US approval of two new therapies for diarrhoea-predominant irritable bowel syndrome (IBS) in a single day is a sign of how rapidly the treatment landscape is shifting.
Sales of IBS drugs will explode over the next five years, driven in large part by the two agents approved yesterday, Valeant’s Xifaxan 550 and Actavis’ Viberzi (see table). Those two companies will dominate the space, with only Synergy Pharmaceuticals hoping to break a virtual duopoly with its uroguanylin analogue plecanatide.
Then there were two
Xifaxan and Viberzi together are reckoned to sell $1.4bn in sales by 2020. They will join Actavis’ Linzess, a drug for the constipation predominant form of the disorder, in driving sales of IBS agents up by nearly sixfold over this period.
As Actavis and Valeant have been two of the most active companies in terms of M&A over the last five years, it should come as no surprise that they have reached this ascendancy through acquisitions (Speciality players define M&A as big pharma seeks focus, May 26, 2015).
Actavis picked up Linzess and Viberzi via Forest Laboratories and Furiex Pharmaceuticals, while Valeant got Xifaxan thanks to a buyout of Salix Pharmaceuticals. Linzess and Xifaxan have the added value of use in other gastrointestinal indications, the latter in hepatic encephalopathy and traveller’s diarrhoea and the former in chronic idiopathic constipation.
|Valeant vs Actavis vs Synergy in IBS ($m)|
|Xifaxan 550||Valeant Pharmaceuticals International||-||331||657||929|
The dominance is pretty clear: by 2020, the two companies will account for more than 40% of all sales in the IBS indication, according to EvaluatePharma’s consensus. Another significant player in this picture is Almirall, which markets the ex-US version of Linzess as Constella. Jefferies forecasts Constella will sell around $67m in Europe and Mexico by 2020.
Linzess was discovered by Ironwood Pharmaceuticals, which entered into a 50/50 US commerical collaboration that has continued with Actavis.
How Valeant could come to dominate
The sellside analysts who handicap the race in IBS with diarrhoea have clearly placed a bet on Xifaxan, forecasting nearly double the sales of Viberzi. The reasons are not necessarily clear – as an antibiotic treatment it is limited to a two-week course that can be repeated twice more if the condition recurs. Viberzi does not have such a limitation.

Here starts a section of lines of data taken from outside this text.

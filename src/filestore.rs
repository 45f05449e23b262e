//! # Content-Addressed File Store
//!
//! Every referenced file is stored once per node as a blob keyed by the
//! SHA-1 of its body, under two-level hex-prefix directories. A named-path
//! mirror under `workspace/` tracks what each registered path currently
//! points at, so `ls` can classify working files as in-sync, outdated or
//! untracked. Blob writes are atomic (write-then-rename).
//!
//! Cross-node resolution lives above this module: the node asks peers for
//! a missing blob and hands the bytes to [`FileStore::store_fetched`],
//! which re-hashes and rejects mismatches.

use crate::term::{sha1_hex, FileRef};
use parking_lot::Mutex;
use serde::{Deserialize, Serialize};
use std::collections::BTreeMap;
use std::fs;
use std::io;
use std::path::{Component, Path, PathBuf};
use thiserror::Error;
use tracing::debug;

/// File store errors.
#[derive(Debug, Error)]
pub enum StoreError {
    #[error("I/O error: {0}")]
    Io(#[from] io::Error),

    #[error("JSON error: {0}")]
    Json(#[from] serde_json::Error),

    #[error("invalid path: {0}")]
    InvalidPath(String),

    #[error("no blob stored for {0}")]
    UnknownBlob(String),

    #[error("integrity mismatch for {path}: expected {expected}, got {actual}")]
    IntegrityMismatch {
        path: String,
        expected: String,
        actual: String,
    },
}

pub type StoreResult<T> = Result<T, StoreError>;

/// `ls` classification of a workspace directory.
#[derive(Debug, Clone, Default, Serialize, Deserialize)]
pub struct LsReport {
    pub dirs: Vec<String>,
    pub in_sync: Vec<String>,
    pub outdated: Vec<String>,
    pub untracked: Vec<String>,
}

#[derive(Debug, Default, Serialize, Deserialize)]
struct PathIndex {
    paths: BTreeMap<String, String>,
}

/// The per-node blob store plus named-path mirror.
pub struct FileStore {
    root: PathBuf,
    index: Mutex<PathIndex>,
}

impl FileStore {
    /// Open (creating if needed) a store rooted at `root`.
    pub fn open(root: impl Into<PathBuf>) -> StoreResult<Self> {
        let root = root.into();
        fs::create_dir_all(root.join("blobs"))?;
        fs::create_dir_all(root.join("workspace"))?;
        fs::create_dir_all(root.join("scratch"))?;
        let index_path = root.join("paths.json");
        let index = if index_path.exists() {
            serde_json::from_str(&fs::read_to_string(&index_path)?)?
        } else {
            PathIndex::default()
        };
        Ok(FileStore {
            root,
            index: Mutex::new(index),
        })
    }

    fn blob_path(&self, sha1: &str) -> PathBuf {
        self.root
            .join("blobs")
            .join(&sha1[..2])
            .join(&sha1[2..4])
            .join(sha1)
    }

    fn valid_digest(sha1: &str) -> bool {
        sha1.len() == 40 && sha1.bytes().all(|b| b.is_ascii_hexdigit())
    }

    fn workspace(&self) -> PathBuf {
        self.root.join("workspace")
    }

    /// Reject absolute paths and parent traversal in client-supplied
    /// destination paths.
    fn checked_rel(&self, path: &str) -> StoreResult<PathBuf> {
        let rel = Path::new(path);
        if rel.components().any(|c| {
            !matches!(c, Component::Normal(_) | Component::CurDir)
        }) {
            return Err(StoreError::InvalidPath(path.to_string()));
        }
        Ok(self.workspace().join(rel))
    }

    /// Atomically write `bytes` at `dest` via a temp file and rename.
    fn write_atomic(&self, dest: &Path, bytes: &[u8]) -> StoreResult<()> {
        if let Some(parent) = dest.parent() {
            fs::create_dir_all(parent)?;
        }
        let tmp = self
            .root
            .join("scratch")
            .join(format!("tmp-{}", uuid::Uuid::new_v4()));
        fs::write(&tmp, bytes)?;
        fs::rename(&tmp, dest)?;
        Ok(())
    }

    /// Store `bytes` under `dest_path`, returning its reference. The blob
    /// is written once; the workspace mirror and path index are updated.
    pub fn put(&self, bytes: &[u8], dest_path: &str) -> StoreResult<FileRef> {
        let sha1 = sha1_hex(bytes);
        let blob = self.blob_path(&sha1);
        if !blob.exists() {
            self.write_atomic(&blob, bytes)?;
        }
        let mirror = self.checked_rel(dest_path)?;
        self.write_atomic(&mirror, bytes)?;
        self.index
            .lock()
            .paths
            .insert(dest_path.to_string(), sha1.clone());
        self.save_index()?;
        debug!(path = dest_path, %sha1, "stored blob");
        Ok(FileRef {
            file: dest_path.to_string(),
            sha1,
        })
    }

    /// Read the blob of a known reference. Fails when the blob is not
    /// stored on this node.
    pub fn get(&self, fr: &FileRef) -> StoreResult<Vec<u8>> {
        if !Self::valid_digest(&fr.sha1) {
            return Err(StoreError::UnknownBlob(fr.to_string()));
        }
        let blob = self.blob_path(&fr.sha1);
        if !blob.exists() {
            return Err(StoreError::UnknownBlob(fr.to_string()));
        }
        Ok(fs::read(blob)?)
    }

    pub fn has(&self, sha1: &str) -> bool {
        Self::valid_digest(sha1) && self.blob_path(sha1).exists()
    }

    /// Store bytes fetched from a peer, verifying them against the
    /// reference they were requested for. A mismatch is fatal for the
    /// fetch; nothing is written.
    pub fn store_fetched(&self, fr: &FileRef, bytes: &[u8]) -> StoreResult<()> {
        let actual = sha1_hex(bytes);
        if actual != fr.sha1 {
            return Err(StoreError::IntegrityMismatch {
                path: fr.file.clone(),
                expected: fr.sha1.clone(),
                actual,
            });
        }
        let blob = self.blob_path(&fr.sha1);
        if !blob.exists() {
            self.write_atomic(&blob, bytes)?;
        }
        Ok(())
    }

    /// Copy a blob into `dir` under the reference's base name, for a tool
    /// invocation. Returns the materialised path.
    pub fn materialize(&self, fr: &FileRef, dir: &Path) -> StoreResult<PathBuf> {
        let bytes = self.get(fr)?;
        let name = Path::new(&fr.file)
            .file_name()
            .map(|n| n.to_string_lossy().into_owned())
            .unwrap_or_else(|| fr.sha1.clone());
        let dest = dir.join(name);
        fs::create_dir_all(dir)?;
        fs::write(&dest, bytes)?;
        Ok(dest)
    }

    /// A fresh per-invocation scratch directory.
    pub fn scratch_dir(&self) -> StoreResult<PathBuf> {
        let dir = self.root.join("scratch").join(uuid::Uuid::new_v4().to_string());
        fs::create_dir_all(&dir)?;
        Ok(dir)
    }

    /// Classify the entries of a workspace directory against the path
    /// index.
    pub fn ls(&self, dir: &str) -> StoreResult<LsReport> {
        let base = if dir.is_empty() || dir == "." {
            self.workspace()
        } else {
            self.checked_rel(dir)?
        };
        let mut report = LsReport::default();
        if !base.exists() {
            return Ok(report);
        }
        let index = self.index.lock();
        for entry in fs::read_dir(&base)? {
            let entry = entry?;
            let name = entry.file_name().to_string_lossy().into_owned();
            let rel = if dir.is_empty() || dir == "." {
                name.clone()
            } else {
                format!("{}/{name}", dir.trim_end_matches('/'))
            };
            if entry.file_type()?.is_dir() {
                report.dirs.push(rel);
                continue;
            }
            let body = fs::read(entry.path())?;
            match index.paths.get(&rel) {
                Some(expected) if *expected == sha1_hex(&body) => report.in_sync.push(rel),
                Some(_) => report.outdated.push(rel),
                None => report.untracked.push(rel),
            }
        }
        report.dirs.sort();
        report.in_sync.sort();
        report.outdated.sort();
        report.untracked.sort();
        Ok(report)
    }

    fn save_index(&self) -> StoreResult<()> {
        let text = serde_json::to_string_pretty(&*self.index.lock())?;
        self.write_atomic(&self.root.join("paths.json"), text.as_bytes())
    }
}

#[cfg(test)]
mod tests {
    use super::*;
    use tempfile::TempDir;

    fn open() -> (FileStore, TempDir) {
        let tmp = TempDir::new().unwrap();
        let store = FileStore::open(tmp.path()).unwrap();
        (store, tmp)
    }

    #[test]
    fn test_put_get_round_trip() {
        let (store, _tmp) = open();
        let fr = store.put(b"hello world", "docs/hello.txt").unwrap();
        assert_eq!(fr.file, "docs/hello.txt");
        assert_eq!(fr.sha1, sha1_hex(b"hello world"));
        assert_eq!(store.get(&fr).unwrap(), b"hello world");
    }

    #[test]
    fn test_identical_bodies_share_a_blob() {
        let (store, _tmp) = open();
        let a = store.put(b"same", "a.txt").unwrap();
        let b = store.put(b"same", "b.txt").unwrap();
        assert_eq!(a.sha1, b.sha1);
        assert!(store.has(&a.sha1));
    }

    #[test]
    fn test_get_unknown_blob_fails() {
        let (store, _tmp) = open();
        let fr = FileRef {
            file: "ghost.txt".into(),
            sha1: "da39a3ee5e6b4b0d3255bfef95601890afd80709".into(),
        };
        assert!(matches!(store.get(&fr), Err(StoreError::UnknownBlob(_))));
    }

    #[test]
    fn test_store_fetched_verifies_integrity() {
        let (store, _tmp) = open();
        let fr = FileRef {
            file: "x.txt".into(),
            sha1: sha1_hex(b"expected"),
        };
        assert!(matches!(
            store.store_fetched(&fr, b"tampered"),
            Err(StoreError::IntegrityMismatch { .. })
        ));
        assert!(!store.has(&fr.sha1));
        store.store_fetched(&fr, b"expected").unwrap();
        assert_eq!(store.get(&fr).unwrap(), b"expected");
    }

    #[test]
    fn test_path_traversal_rejected() {
        let (store, _tmp) = open();
        assert!(matches!(
            store.put(b"x", "../escape.txt"),
            Err(StoreError::InvalidPath(_))
        ));
        assert!(matches!(
            store.put(b"x", "/abs.txt"),
            Err(StoreError::InvalidPath(_))
        ));
    }

    #[test]
    fn test_ls_classification() {
        let (store, tmp) = open();
        store.put(b"tracked", "synced.txt").unwrap();
        store.put(b"original", "changed.txt").unwrap();
        // Edit behind the store's back.
        fs::write(tmp.path().join("workspace/changed.txt"), b"edited").unwrap();
        fs::write(tmp.path().join("workspace/loose.txt"), b"loose").unwrap();
        fs::create_dir_all(tmp.path().join("workspace/sub")).unwrap();

        let report = store.ls("").unwrap();
        assert_eq!(report.in_sync, vec!["synced.txt"]);
        assert_eq!(report.outdated, vec!["changed.txt"]);
        assert_eq!(report.untracked, vec!["loose.txt"]);
        assert_eq!(report.dirs, vec!["sub"]);
    }

    #[test]
    fn test_index_survives_reopen() {
        let tmp = TempDir::new().unwrap();
        {
            let store = FileStore::open(tmp.path()).unwrap();
            store.put(b"persisted", "keep.txt").unwrap();
        }
        let store = FileStore::open(tmp.path()).unwrap();
        let report = store.ls("").unwrap();
        assert_eq!(report.in_sync, vec!["keep.txt"]);
    }

    #[test]
    fn test_materialize_uses_base_name() {
        let (store, tmp) = open();
        let fr = store.put(b"content", "deep/nested/tool-input.txt").unwrap();
        let dir = tmp.path().join("scratch-dir");
        let path = store.materialize(&fr, &dir).unwrap();
        assert_eq!(path.file_name().unwrap(), "tool-input.txt");
        assert_eq!(fs::read(path).unwrap(), b"content");
    }
}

On the other hand, as an already marketed product, Xifaxan can launch right away into the IBS space. Viberzi is an opioid and hence will not launch until the Drug Enforcement Administration has completed its scheduling, giving Xifaxan several months of first-mover advantage.
In a note today, ISI Evercore analyst Umer Raffat estimated a Xifaxan price of $1,167 for a two-week course of the antibiotic, while he believes that Viberzi will be more likely to resemble the Linzess pricing at around $3,000 a year. Thus a situation may emerge, both because of physician caution and payer utilisation management, in which Viberzi is saved for Xifaxan treatment failures.
As it stands, Actavis has the upper hand, if only just, in total IBS sales. But there are several million dollars in potential sales to play for if Synergy’s plecanatide proves itself in IBS with constipation. Success could put that project in direct competition with Actavis’ Linzess, and it is not a stretch to believe that Valeant would be an eager bidder if the pivotal trial reads out positive around the end of 2015.
This story has been corrected to note Ironwood Pharmaceuticals' collaboration with Actavis on Linzess.